Rhabdomyosarcomas
What is Rhabdomyosarcoma?
Rhabdomyosarcoma is a rare cancer of soft tissue, typically found in children and young adults, that affects the skeletal (voluntary) muscles that are attached to bones and help them move. It is made of cells that are similar to those that make up skeletal muscles. In adults, it is most commonly found in the head and neck area or in the reproductive system.
Signs and Symptoms of Rhabdomyosarcoma
Common symptoms of rhabdomyosarcoma include:
- lumps or bumps in the muscle tissue
- pain in the affected area
- swelling in the affected area
- trouble breathing
- loss of appetite
- weakness in the affected area
- weight loss
- jaundice
Who is at Risk for Rhabdomyosarcoma?
Rhabdomyosarcoma is relatively rare, accounting for only 3 percent of all childhood cancer cases.

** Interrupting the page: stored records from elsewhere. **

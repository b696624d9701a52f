//! AMD SEV-SNP attestation report parser.
//!
//! Parses the raw report produced by the SNP firmware (`SNP_GUEST_REQUEST`
//! MSG_REPORT_REQ) at fixed byte offsets. Bit-packed fields — guest
//! policy, platform info, signer info — are unpacked lazily through
//! accessor methods; the raw bytes stay canonical.

use serde::{Deserialize, Serialize};

use crate::error::{Result, TinfoilError};

/// Size of a version 2/3 SNP attestation report in bytes.
pub const SNP_REPORT_SIZE: usize = 1184;

/// Offset of the signature within the report; everything before it is
/// the signed region.
const SIGNATURE_OFFSET: usize = 0x2A0;

/// TCB (Trusted Computing Base) version split into its four SPL parts.
///
/// Packed into a u64 with byte positions `blSpl=0, teeSpl=1, snpSpl=6,
/// ucodeSpl=7`; the intermediate bytes are reserved.
#[derive(Debug, Clone, Copy, PartialEq, Eq, Default, Serialize, Deserialize)]
#[serde(rename_all = "camelCase")]
pub struct TcbParts {
    pub bl_spl: u8,
    pub tee_spl: u8,
    pub snp_spl: u8,
    pub ucode_spl: u8,
}

impl TcbParts {
    /// Split a packed TCB u64 into its parts.
    pub fn from_u64(value: u64) -> Self {
        let bytes = value.to_le_bytes();
        Self {
            bl_spl: bytes[0],
            tee_spl: bytes[1],
            snp_spl: bytes[6],
            ucode_spl: bytes[7],
        }
    }

    /// Pack the parts back into a u64. Inverse of [`TcbParts::from_u64`].
    pub fn to_u64(self) -> u64 {
        u64::from(self.bl_spl)
            | (u64::from(self.tee_spl) << 8)
            | (u64::from(self.snp_spl) << 48)
            | (u64::from(self.ucode_spl) << 56)
    }

    /// A TCB meets a minimum iff every part satisfies `>=`.
    pub fn meets_minimum(&self, minimum: &TcbParts) -> bool {
        self.bl_spl >= minimum.bl_spl
            && self.tee_spl >= minimum.tee_spl
            && self.snp_spl >= minimum.snp_spl
            && self.ucode_spl >= minimum.ucode_spl
    }
}

/// Guest policy, unpacked from the report's bit-packed `policy` field.
#[derive(Debug, Clone, Copy, PartialEq, Eq, Default, Serialize, Deserialize)]
#[serde(rename_all = "camelCase")]
pub struct SnpPolicy {
    pub abi_minor: u8,
    pub abi_major: u8,
    pub smt: bool,
    pub migrate_ma: bool,
    pub debug: bool,
    pub single_socket: bool,
    pub cxl_allowed: bool,
    pub mem_aes_256_xts: bool,
    pub rapl_dis: bool,
    pub ciphertext_hiding_dram: bool,
    pub page_swap_disabled: bool,
}

impl SnpPolicy {
    /// Unpack from the report's `policy` u64 (AMD SEV-SNP ABI bit layout).
    pub fn from_u64(value: u64) -> Self {
        let bit = |n: u64| (value >> n) & 1 == 1;
        Self {
            abi_minor: (value & 0xFF) as u8,
            abi_major: ((value >> 8) & 0xFF) as u8,
            smt: bit(16),
            migrate_ma: bit(18),
            debug: bit(19),
            single_socket: bit(20),
            cxl_allowed: bit(21),
            mem_aes_256_xts: bit(22),
            rapl_dis: bit(23),
            ciphertext_hiding_dram: bit(24),
            page_swap_disabled: bit(25),
        }
    }
}

/// Platform info, unpacked from the report's `platform_info` field.
#[derive(Debug, Clone, Copy, PartialEq, Eq, Default, Serialize, Deserialize)]
#[serde(rename_all = "camelCase")]
pub struct SnpPlatformInfo {
    pub smt_enabled: bool,
    pub tsme_enabled: bool,
    pub ecc_enabled: bool,
    pub rapl_disabled: bool,
    pub ciphertext_hiding_dram_enabled: bool,
    pub alias_check_complete: bool,
    pub tio_enabled: bool,
}

impl SnpPlatformInfo {
    pub fn from_u64(value: u64) -> Self {
        let bit = |n: u64| (value >> n) & 1 == 1;
        Self {
            smt_enabled: bit(0),
            tsme_enabled: bit(1),
            ecc_enabled: bit(2),
            rapl_disabled: bit(3),
            ciphertext_hiding_dram_enabled: bit(4),
            alias_check_complete: bit(5),
            tio_enabled: bit(6),
        }
    }
}

/// The key that signed an attestation report.
#[derive(Debug, Clone, Copy, PartialEq, Eq)]
pub enum SigningKey {
    /// Versioned Chip Endorsement Key (the only key this library accepts).
    VcekReportSigner,
    /// Versioned Loaded Endorsement Key.
    VlekReportSigner,
    /// No signing key.
    None,
}

/// Signer info, unpacked from the report's `signer_info` field.
///
/// `mask_chip_key` is bit 0, `author_key_en` is bit 1, and the signing
/// key occupies bits 2..4.
#[derive(Debug, Clone, Copy, PartialEq, Eq)]
pub struct SignerInfo {
    pub signing_key: SigningKey,
    pub mask_chip_key: bool,
    pub author_key_en: bool,
}

impl SignerInfo {
    pub fn from_u32(value: u32) -> Result<Self> {
        let signing_key = match (value >> 2) & 0x7 {
            0 => SigningKey::VcekReportSigner,
            1 => SigningKey::VlekReportSigner,
            7 => SigningKey::None,
            other => {
                return Err(TinfoilError::attestation(format!(
                    "undefined report signing key: {other}"
                )))
            }
        };
        Ok(Self {
            signing_key,
            mask_chip_key: value & 1 == 1,
            author_key_en: (value >> 1) & 1 == 1,
        })
    }
}

/// A parsed SEV-SNP attestation report.
///
/// Holds the raw bytes and exposes the fields as typed accessors at
/// their fixed offsets. Only the 1184-byte version 2/3 layout is
/// accepted; unknown versions fail at parse time.
#[derive(Debug, Clone)]
pub struct Report {
    raw: Vec<u8>,
}

impl Report {
    /// Parse raw report bytes, validating version and length.
    pub fn parse(raw: &[u8]) -> Result<Self> {
        if raw.len() < 4 {
            return Err(TinfoilError::attestation(format!(
                "attestation report truncated: {} bytes",
                raw.len()
            )));
        }
        let version = u32::from_le_bytes([raw[0], raw[1], raw[2], raw[3]]);
        if !(2..=3).contains(&version) {
            return Err(TinfoilError::attestation(format!(
                "unsupported attestation report version: {version}"
            )));
        }
        if raw.len() != SNP_REPORT_SIZE {
            return Err(TinfoilError::attestation(format!(
                "invalid report length for version {version}: expected {SNP_REPORT_SIZE} bytes, got {}",
                raw.len()
            )));
        }
        Ok(Self { raw: raw.to_vec() })
    }

    /// The raw report bytes.
    pub fn raw(&self) -> &[u8] {
        &self.raw
    }

    fn u32_at(&self, offset: usize) -> u32 {
        u32::from_le_bytes(self.raw[offset..offset + 4].try_into().unwrap())
    }

    fn u64_at(&self, offset: usize) -> u64 {
        u64::from_le_bytes(self.raw[offset..offset + 8].try_into().unwrap())
    }

    pub fn version(&self) -> u32 {
        self.u32_at(0x00)
    }

    pub fn guest_svn(&self) -> u32 {
        self.u32_at(0x04)
    }

    /// Raw bit-packed guest policy.
    pub fn policy_raw(&self) -> u64 {
        self.u64_at(0x08)
    }

    /// Unpacked guest policy.
    pub fn policy(&self) -> SnpPolicy {
        SnpPolicy::from_u64(self.policy_raw())
    }

    pub fn family_id(&self) -> &[u8] {
        &self.raw[0x10..0x20]
    }

    pub fn image_id(&self) -> &[u8] {
        &self.raw[0x20..0x30]
    }

    pub fn vmpl(&self) -> u32 {
        self.u32_at(0x30)
    }

    pub fn signature_algo(&self) -> u32 {
        self.u32_at(0x34)
    }

    pub fn current_tcb(&self) -> TcbParts {
        TcbParts::from_u64(self.u64_at(0x38))
    }

    /// Raw bit-packed platform info.
    pub fn platform_info_raw(&self) -> u64 {
        self.u64_at(0x40)
    }

    /// Unpacked platform info.
    pub fn platform_info(&self) -> SnpPlatformInfo {
        SnpPlatformInfo::from_u64(self.platform_info_raw())
    }

    /// Unpacked signer info; fails on an undefined signing-key value.
    pub fn signer_info(&self) -> Result<SignerInfo> {
        SignerInfo::from_u32(self.u32_at(0x48))
    }

    /// 64 bytes of guest-supplied report data. The first half binds the
    /// enclave's TLS key, the second half its HPKE public key.
    pub fn report_data(&self) -> &[u8] {
        &self.raw[0x50..0x90]
    }

    /// SHA-384 launch measurement (48 bytes).
    pub fn measurement(&self) -> &[u8] {
        &self.raw[0x90..0xC0]
    }

    pub fn host_data(&self) -> &[u8] {
        &self.raw[0xC0..0xE0]
    }

    pub fn id_key_digest(&self) -> &[u8] {
        &self.raw[0xE0..0x110]
    }

    pub fn author_key_digest(&self) -> &[u8] {
        &self.raw[0x110..0x140]
    }

    pub fn report_id(&self) -> &[u8] {
        &self.raw[0x140..0x160]
    }

    pub fn report_id_ma(&self) -> &[u8] {
        &self.raw[0x160..0x180]
    }

    pub fn reported_tcb(&self) -> TcbParts {
        TcbParts::from_u64(self.u64_at(0x180))
    }

    /// 64-byte chip-unique ID; all zero when `mask_chip_key` is set.
    pub fn chip_id(&self) -> &[u8] {
        &self.raw[0x1A0..0x1E0]
    }

    pub fn committed_tcb(&self) -> TcbParts {
        TcbParts::from_u64(self.u64_at(0x1E0))
    }

    pub fn current_build(&self) -> u8 {
        self.raw[0x1E8]
    }

    pub fn current_minor(&self) -> u8 {
        self.raw[0x1E9]
    }

    pub fn current_major(&self) -> u8 {
        self.raw[0x1EA]
    }

    pub fn committed_build(&self) -> u8 {
        self.raw[0x1EC]
    }

    pub fn committed_minor(&self) -> u8 {
        self.raw[0x1ED]
    }

    pub fn committed_major(&self) -> u8 {
        self.raw[0x1EE]
    }

    pub fn launch_tcb(&self) -> TcbParts {
        TcbParts::from_u64(self.u64_at(0x1F0))
    }

    /// Current firmware version packed as `major << 8 | minor`.
    pub fn current_version(&self) -> u16 {
        (u16::from(self.current_major()) << 8) | u16::from(self.current_minor())
    }

    /// Committed firmware version packed as `major << 8 | minor`.
    pub fn committed_version(&self) -> u16 {
        (u16::from(self.committed_major()) << 8) | u16::from(self.committed_minor())
    }

    /// The signed region: everything before the signature.
    pub fn signed_bytes(&self) -> &[u8] {
        &self.raw[..SIGNATURE_OFFSET]
    }

    /// The ECDSA-P384 signature as big-endian `(r, s)` scalars.
    ///
    /// The firmware stores each component little-endian, zero-padded to
    /// 72 bytes; only the low 48 bytes are significant.
    pub fn signature_rs(&self) -> ([u8; 48], [u8; 48]) {
        let mut r = [0u8; 48];
        let mut s = [0u8; 48];
        for i in 0..48 {
            r[i] = self.raw[SIGNATURE_OFFSET + 47 - i];
            s[i] = self.raw[SIGNATURE_OFFSET + 72 + 47 - i];
        }
        (r, s)
    }

    /// KDS product name for this report.
    ///
    /// Only Genoa-family parts are supported by the compiled-in AMD
    /// certificate chain.
    pub fn product_name(&self) -> &'static str {
        "Genoa"
    }
}

#[cfg(test)]
mod tests {
    use super::*;

    /// Helper: build an empty v2 report buffer.
    fn empty_report() -> Vec<u8> {
        let mut raw = vec![0u8; SNP_REPORT_SIZE];
        raw[0] = 2; // version
        raw
    }

    #[test]
    fn test_tcb_round_trip() {
        let parts = TcbParts {
            bl_spl: 0x07,
            tee_spl: 0x00,
            snp_spl: 0x0E,
            ucode_spl: 0x48,
        };
        assert_eq!(TcbParts::from_u64(parts.to_u64()), parts);
        // Packing matches the documented byte positions.
        assert_eq!(parts.to_u64(), 0x48_0E_00000000_00_07);
    }

    #[test]
    fn test_tcb_meets_minimum() {
        let min = TcbParts {
            bl_spl: 7,
            tee_spl: 0,
            snp_spl: 14,
            ucode_spl: 72,
        };
        assert!(min.meets_minimum(&min));
        let higher = TcbParts {
            ucode_spl: 73,
            ..min
        };
        assert!(higher.meets_minimum(&min));
        let lower = TcbParts {
            snp_spl: 13,
            ..min
        };
        assert!(!lower.meets_minimum(&min));
    }

    #[test]
    fn test_policy_unpack() {
        // abi 1.31, smt + debug set
        let value: u64 = 31 | (1 << 8) | (1 << 16) | (1 << 19);
        let policy = SnpPolicy::from_u64(value);
        assert_eq!(policy.abi_minor, 31);
        assert_eq!(policy.abi_major, 1);
        assert!(policy.smt);
        assert!(policy.debug);
        assert!(!policy.migrate_ma);
        assert!(!policy.single_socket);
    }

    #[test]
    fn test_platform_info_unpack() {
        let info = SnpPlatformInfo::from_u64(0b0100011);
        assert!(info.smt_enabled);
        assert!(info.tsme_enabled);
        assert!(!info.ecc_enabled);
        assert!(!info.rapl_disabled);
        assert!(info.alias_check_complete);
        assert!(!info.tio_enabled);
    }

    #[test]
    fn test_signer_info_unpack() {
        let info = SignerInfo::from_u32(0b000_11).unwrap();
        assert_eq!(info.signing_key, SigningKey::VcekReportSigner);
        assert!(info.mask_chip_key);
        assert!(info.author_key_en);

        let vlek = SignerInfo::from_u32(1 << 2).unwrap();
        assert_eq!(vlek.signing_key, SigningKey::VlekReportSigner);

        let none = SignerInfo::from_u32(7 << 2).unwrap();
        assert_eq!(none.signing_key, SigningKey::None);
    }

    #[test]
    fn test_signer_info_undefined_key() {
        assert!(SignerInfo::from_u32(3 << 2).is_err());
    }

    #[test]
    fn test_parse_rejects_unknown_version() {
        let mut raw = empty_report();
        raw[0] = 9;
        let err = Report::parse(&raw).unwrap_err();
        assert!(err.to_string().contains("version"));
    }

    #[test]
    fn test_parse_rejects_short_buffer() {
        let mut raw = empty_report();
        raw.truncate(100);
        assert!(Report::parse(&raw).is_err());
    }

    #[test]
    fn test_field_offsets() {
        let mut raw = empty_report();
        raw[0x04] = 5; // guest_svn
        raw[0x30] = 2; // vmpl
        raw[0x90] = 0xAB; // measurement
        raw[0x1A0] = 0xCD; // chip_id
        raw[0x1E8] = 21; // current_build
        raw[0x1E9] = 55; // current_minor
        raw[0x1EA] = 1; // current_major
        let report = Report::parse(&raw).unwrap();
        assert_eq!(report.version(), 2);
        assert_eq!(report.guest_svn(), 5);
        assert_eq!(report.vmpl(), 2);
        assert_eq!(report.measurement()[0], 0xAB);
        assert_eq!(report.chip_id()[0], 0xCD);
        assert_eq!(report.current_build(), 21);
        assert_eq!(report.current_version(), (1 << 8) | 55);
    }

    #[test]
    fn test_signature_byte_order() {
        let mut raw = empty_report();
        // Little-endian r with low byte 0x01, s with low byte 0x02.
        raw[0x2A0] = 0x01;
        raw[0x2A0 + 72] = 0x02;
        let report = Report::parse(&raw).unwrap();
        let (r, s) = report.signature_rs();
        assert_eq!(r[47], 0x01);
        assert_eq!(s[47], 0x02);
        assert_eq!(r[0], 0x00);
    }

    #[test]
    fn test_signed_bytes_excludes_signature() {
        let report = Report::parse(&empty_report()).unwrap();
        assert_eq!(report.signed_bytes().len(), 0x2A0);
    }
}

It can occur in infants, children, and adults—the majority of cases occur in children under the age of 10. Children who have been exposed to radiation therapy or who have been diagnosed with other medical conditions may be more at risk for developing rhabdomyosarcoma.
Diagnosis and Treatment of Rhabdomyosarcoma
Diagnosis is typically made through a physical examination and imaging tests. A biopsy may also be necessary to confirm the type of cancer present. Treatment may include surgery to remove the tumor, chemotherapy to decrease the size of the tumor, and/or radiation therapy to kill any remaining cancer cells. Treatments for rhabdomyosarcoma can have significant side effects, and treatment options will vary depending on the type and stage of cancer.